> **EXERCISE BRIEF**
Among the lines below, list those containing the string "TransportProbe".

> **THE INPUT**
#####
impl SimulatedTransport {
    /// Create a transport and its event stream
    pub fn new(behavior: SimBehavior) -> (Arc<Self>, mpsc::UnboundedReceiver<TransportEvent>) {
        let (events, rx) = mpsc::unbounded_channel();
        let transport = Arc::new(Self {
            behavior,
            label: uuid::Uuid::new_v4().simple().to_string(),
            state: Mutex::new(SimState::default()),
            events,
            probe: TransportProbe::default(),
        });
        (transport, rx)
    }

    /// Observer for this transport
    pub fn probe(&self) -> TransportProbe {
        self.probe.clone()
    }

    fn emit(&self, event: TransportEvent) {
        let _ = self.events.send(event);
    }

    fn describe(&self, sdp_type: SdpType) -> String {
        let mut sdp = format!(
            "v=0\r\no=sim-{} 0 0 IN IP4 127.0.0.1\r\ns=-\r\nt=0 0\r\n",
            self.label
        );
        for kind in self.probe.local_tracks() {
            match kind {
                TrackKind::Audio => sdp.push_str("m=audio 9 UDP/TLS/RTP/SAVPF 111\r\na=rtpmap:111 opus/48000/2\r\n"),
                TrackKind::Video => sdp.push_str("m=video 9 UDP/TLS/RTP/SAVPF 96\r\na=rtpmap:96 VP8/90000\r\n"),
            }
        }
        let setup = match sdp_type {
            SdpType::Offer => "actpass",
            SdpType::Answer => "active",
        };
        sdp.push_str(&format!("a=setup:{}\r\n", setup));
        sdp
    }

    fn maybe_connect(&self) {
        let remote_sdp = {
            let mut state = self.state.lock();
            if !self.behavior.auto_connect
                || state.connected
                || state.closed
                || state.local.is_none()
            {
                return;
            }
            let Some(remote) = state.remote.as_ref() else {
                return;
            };
            let sdp = remote.sdp.clone();
            state.connected = true;
            sdp
        };

        self.emit(TransportEvent::StateChanged(TransportState::Connecting));
        self.emit(TransportEvent::StateChanged(TransportState::Connected));

        let stream_id = format!("remote-{}", self.label);
        for (index, line) in remote_sdp.lines().filter(|l| l.starts_with("m=")).enumerate() {
            let kind = if line.starts_with("m=video") {
                TrackKind::Video
            } else {
                TrackKind::Audio
            };
            self.emit(TransportEvent::RemoteTrack {
                stream_id: stream_id.clone(),
                track: RemoteTrack {
                    id: format!("{}-track-{}", stream_id, index),
                    kind,
                },
            });
        }
    }

    fn ensure_open(&self) -> Result<(), PeerError> {
        if self.state.lock().closed {
            return Err(PeerError::Closed);
        }
        Ok(())
    }
}

#[async_trait]
impl PeerTransport for SimulatedTransport {
    async fn add_local_track(&self, track: Arc<dyn MediaTrack>) -> Result<(), PeerError> {
        self.ensure_open()?;
        self.probe.state.lock().local_tracks.push(track.kind());
        Ok(())
    }

    async fn create_offer(&self) -> Result<SessionDescription, PeerError> {
        self.ensure_open()?;
        Ok(SessionDescription::offer(self.describe(SdpType::Offer)))
    }

    async fn create_answer(&self) -> Result<SessionDescription, PeerError> {
        self.ensure_open()?;
        if self.state.lock().remote.is_none() {
            return Err(PeerError::Transport(
                "cannot answer without a remote offer".to_string(),
            ));
        }
        Ok(SessionDescription::answer(self.describe(SdpType::Answer)))
    }

    async fn set_local_description(&self, desc: SessionDescription) -> Result<(), PeerError> {
        self.ensure_open()?;
        {
            let mut state = self.state.lock();
            state.local = Some(desc);
            state.gathering_done = false;
            state.gathered.clear();
        }
        self.maybe_connect();
        Ok(())
    }

    async fn set_remote_description(&self, desc: SessionDescription) -> Result<(), PeerError> {
        self.ensure_open()?;
        if self.behavior.fail_remote_description {
            return Err(PeerError::InvalidDescription(
                "remote description rejected".to_string(),
            ));
        }
        self.probe.state.lock().remote_descriptions.push(desc.sdp_type);
        self.state.lock().remote = Some(desc);
        self.maybe_connect();
        Ok(())
    }

    async fn add_ice_candidate(&self, candidate: IceCandidate) -> Result<(), PeerError> {
        self.ensure_open()?;
        if self.state.lock().remote.is_none() {
            return Err(PeerError::Transport(
                "remote description not set".to_string(),
            ));
        }
        self.probe.state.lock().applied_candidates.push(candidate);
        Ok(())
    }

    async fn gathering_complete(&self) -> Result<(), PeerError> {
        self.ensure_open()?;
        if self.behavior.stall_gathering {
            std::future::pending::<()>().await;
        }

        let fresh = {
            let mut state = self.state.lock();
            if state.local.is_none() {
                return Err(PeerError::Transport(
                    "no local description to gather for".to_string(),
                ));
            }
            if state.gathering_done {
                Vec::new()
            } else {
                state.gathering_done = true;
                let candidates: Vec<String> = (0..self.behavior.candidates_per_gathering)
                    .map(|i| {
                        format!(
                            "candidate:{} 1 UDP 2122260223 127.0.0.1 {} typ host",
                            i + 1,
                            50000 + i
                        )
                    })
                    .collect();
                state.gathered = candidates.clone();
                candidates
            }
        };

        for candidate in fresh {
            self.emit(TransportEvent::LocalCandidate(IceCandidate {
                candidate,
                sdp_mid: Some("0".to_string()),
                sdp_mline_index: Some(0),
            }));
        }
        Ok(())
    }

    async fn local_description(&self) -> Option<SessionDescription> {
        let state = self.state.lock();
        let local = state.local.as_ref()?;
        let mut desc = local.clone();
        if state.gathering_done {
            for candidate in &state.gathered {
                desc.sdp.push_str(&format!("a={}\r\n", candidate));
            }
            desc.sdp.push_str("a=end-of-candidates\r\n");
        }
        Some(desc)
    }

    async fn close(&self) -> Result<(), PeerError> {
        self.state.lock().closed = true;
        self.probe.state.lock().close_calls += 1;
        Ok(())
    }
}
#####
> **RESULT**
            probe: TransportProbe::default(),
    pub fn probe(&self) -> TransportProbe {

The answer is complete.